Hadoop software tends to be grouped alongside NoSQL databases as big data technology. Its core components of Hadoop consist of MapReduce, which distributes processing jobs on a Hadoop cluster, and the Hadoop Distributed File System. A number of other open source projects, as well as some commercial software, round out the Hadoop ecosystem.
A company's journey into this ecosystem could well begin as an informal experiment. For example, Weber says a company may have an employee interested in Hadoop who downloads the software and builds a small cluster.
Doing something more ambitious with Hadoop will typically require additional resources. In Shutterfly's case, the organization started with in-house resources, but now works with an outside contractor and plans to bring on additional help. Shutterfly also aims to harness Hadoop for website analytics. The company hopes to glean greater insight into customer transactions and the website's overall technical performance.

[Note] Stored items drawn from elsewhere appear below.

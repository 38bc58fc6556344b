use std::borrow::Borrow;
use std::path::{Path, PathBuf};

use chrono::Local;
use kubestrap_saga::{AuditLog, ConfirmationGate, Pipeline, RunOutcome, RunReport, scan_warnings};
use tracing::{info, warn};

use crate::context::HostContext;
use crate::error::{OperationError, Result};

/// How a run ended, reduced to what the operator needs to see.
#[derive(Debug, Clone, PartialEq, Eq)]
pub enum RunStatus {
    Completed {
        join_command: Option<String>,
    },
    Aborted {
        step: String,
        message: String,
        applied: usize,
        failed: usize,
        failures: Vec<String>,
        restored_services: Vec<String>,
    },
    Declined,
}

#[derive(Debug, Clone, PartialEq, Eq)]
pub struct RunSummary {
    pub kind: String,
    pub status: RunStatus,
    pub completed_steps: Vec<String>,
    /// Entries carrying the `Warning:` prefix, in log order.
    pub warnings: Vec<String>,
    pub log_path: Option<PathBuf>,
}

impl RunSummary {
    /// Summarize a finished run. Warnings are read back from the audit file
    /// when there is one.
    #[must_use]
    pub fn from_report(kind: &str, report: &RunReport, join_command: Option<String>) -> Self {
        let status = match &report.outcome {
            RunOutcome::Aborted {
                step,
                error,
                rollback,
            } => RunStatus::Aborted {
                step: step.clone(),
                message: error.full_message(),
                applied: rollback.applied_count(),
                failed: rollback.failed_count(),
                failures: rollback
                    .compensations
                    .iter()
                    .filter_map(|r| {
                        r.outcome
                            .as_ref()
                            .err()
                            .map(|e| format!("{}: {}", r.description, e.full_message()))
                    })
                    .collect(),
                restored_services: rollback
                    .restored_services
                    .iter()
                    .filter(|r| r.outcome.is_ok())
                    .map(|r| r.service.clone())
                    .collect(),
            },
            RunOutcome::Declined => RunStatus::Declined,
            _ => RunStatus::Completed { join_command },
        };

        Self {
            kind: kind.to_string(),
            status,
            completed_steps: report.completed_steps.clone(),
            warnings: collect_warnings(&report.log),
            log_path: report.log.path().map(Path::to_path_buf),
        }
    }

    /// Summary of a run refused at the confirmation prompt. Nothing ran and
    /// no audit file was opened.
    #[must_use]
    pub fn declined(kind: &str) -> Self {
        Self {
            kind: kind.to_string(),
            status: RunStatus::Declined,
            completed_steps: Vec::new(),
            warnings: Vec::new(),
            log_path: None,
        }
    }

    /// `false` only for an aborted run.
    #[must_use]
    pub fn is_success(&self) -> bool {
        !matches!(self.status, RunStatus::Aborted { .. })
    }
}

fn collect_warnings(log: &AuditLog) -> Vec<String> {
    let in_memory = || -> Vec<String> {
        log.warnings().into_iter().map(str::to_string).collect()
    };
    match log.path() {
        Some(path) => scan_warnings(path).unwrap_or_else(|e| {
            warn!(path = %path.display(), error = %e, "could not read audit log back");
            in_memory()
        }),
        None => in_memory(),
    }
}

/// Run `pipeline` with a fresh audit log and summarize the result.
///
/// With `log_dir` the audit trail goes to
/// `<log_dir>/kubestrap-<kind>-<timestamp>.log`; without it the log is kept in
/// memory only.
///
/// # Errors
///
/// Returns an error if the audit file cannot be created. Step failures are
/// reported through [`RunStatus::Aborted`], not as errors.
pub fn run_pipeline<G>(
    pipeline: &Pipeline<HostContext>,
    ctx: &HostContext,
    gate: &G,
    log_dir: Option<&Path>,
) -> Result<RunSummary>
where
    G: ConfirmationGate + ?Sized,
{
    run_gated(pipeline, gate, log_dir, || Ok::<_, OperationError>(ctx))
}

/// Like [`run_pipeline`], but the host context is built by `context` only
/// after the gate agrees. A declined run builds nothing, opens no audit file
/// and touches no directory.
///
/// # Errors
///
/// Returns the error from `context`, or an error if the audit file cannot be
/// created.
pub fn run_gated<G, F, C, E>(
    pipeline: &Pipeline<HostContext>,
    gate: &G,
    log_dir: Option<&Path>,
    context: F,
) -> std::result::Result<RunSummary, E>
where
    G: ConfirmationGate + ?Sized,
    F: FnOnce() -> std::result::Result<C, E>,
    C: Borrow<HostContext>,
    E: From<OperationError>,
{
    if !pipeline.confirm(gate) {
        info!(kind = pipeline.kind(), "declined at confirmation prompt; no changes were made");
        return Ok(RunSummary::declined(pipeline.kind()));
    }

    let built = context()?;
    let ctx: &HostContext = built.borrow();
    let log = open_audit_log(pipeline.kind(), log_dir)?;
    let report = pipeline.run_confirmed(ctx, log);
    Ok(RunSummary::from_report(pipeline.kind(), &report, ctx.join_command()))
}

fn open_audit_log(kind: &str, log_dir: Option<&Path>) -> Result<AuditLog> {
    let Some(dir) = log_dir else {
        return Ok(AuditLog::in_memory());
    };
    let path = AuditLog::path_for(dir, kind, Local::now());
    info!(path = %path.display(), "writing audit log");
    AuditLog::create(&path).map_err(|source| OperationError::AuditLog { path, source })
}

While Shutterfly works with the contractor on a limited basis, the company is will be working with vendors like Hortonworks to start "an effort that is much more formalized," Weber says. Contractor and vendor resources will initially focus on getting the company's Hadoop project off the ground. Weber says he also aims to train a small group of in-house personnel beyond introductory Hadoop knowledge.
Case study: how ComScore is using Hadoop to tame its big data flow
Monsanto, an agricultural products company based in St. Louis, also finds itself cultivating internal resources and looking for outside support. The company's geographic location away from the big IT centers on the East and West coasts creates Hadoop recruiting and hiring issues. "Being in the Midwest, that is a challenge for us," says Lori Yancey, R&D IT staffing lead at Monsanto.
The company has been evaluating Hadoop since late 2009. Last year, Monsanto decided to build out a full production cluster, notes Erich Hochmuth, R&D IT high performance analytics lead at Monsanto. He says the company has a couple Hadoop projects underway and uses the platform "for analytics over large unstructured and semi-structured datasets."
Monsanto's Hadoop initiatives focus on using the platform to build enterprise data processing pipelines for analyzing and storing data generated from scientific instruments. Hochmuth says building these analysis pipelines in Hadoop will allow Monsanto to scale as new scientific instruments are adopted and, as a result, increase data volume. Traditional solutions, on the other hand, require IT personnel to rewrite and engineer the analysis pipelines to accommodate increases in data volume.
Hochmuth says Monsanto has tapped Cloudera as a source of Hadoop know-how. Cloudera will offer consulting services to get Monsanto's Hadoop projects up and running. Once Monsanto has a team using Hadoop, the next step will involve building up its in-house knowledge, Hochmuth notes. To that end, Cloudera will provide on-site training sessions for Hadoop administrators, as well as ongoing enterprise support, he adds.
Consulting, development, training address Hadoop skills shortage
Vendors pursuing the Hadoop skills gap offer a mix of consulting, software development, and training services. Key players here include Hadoop distributors and specialized IT services companies.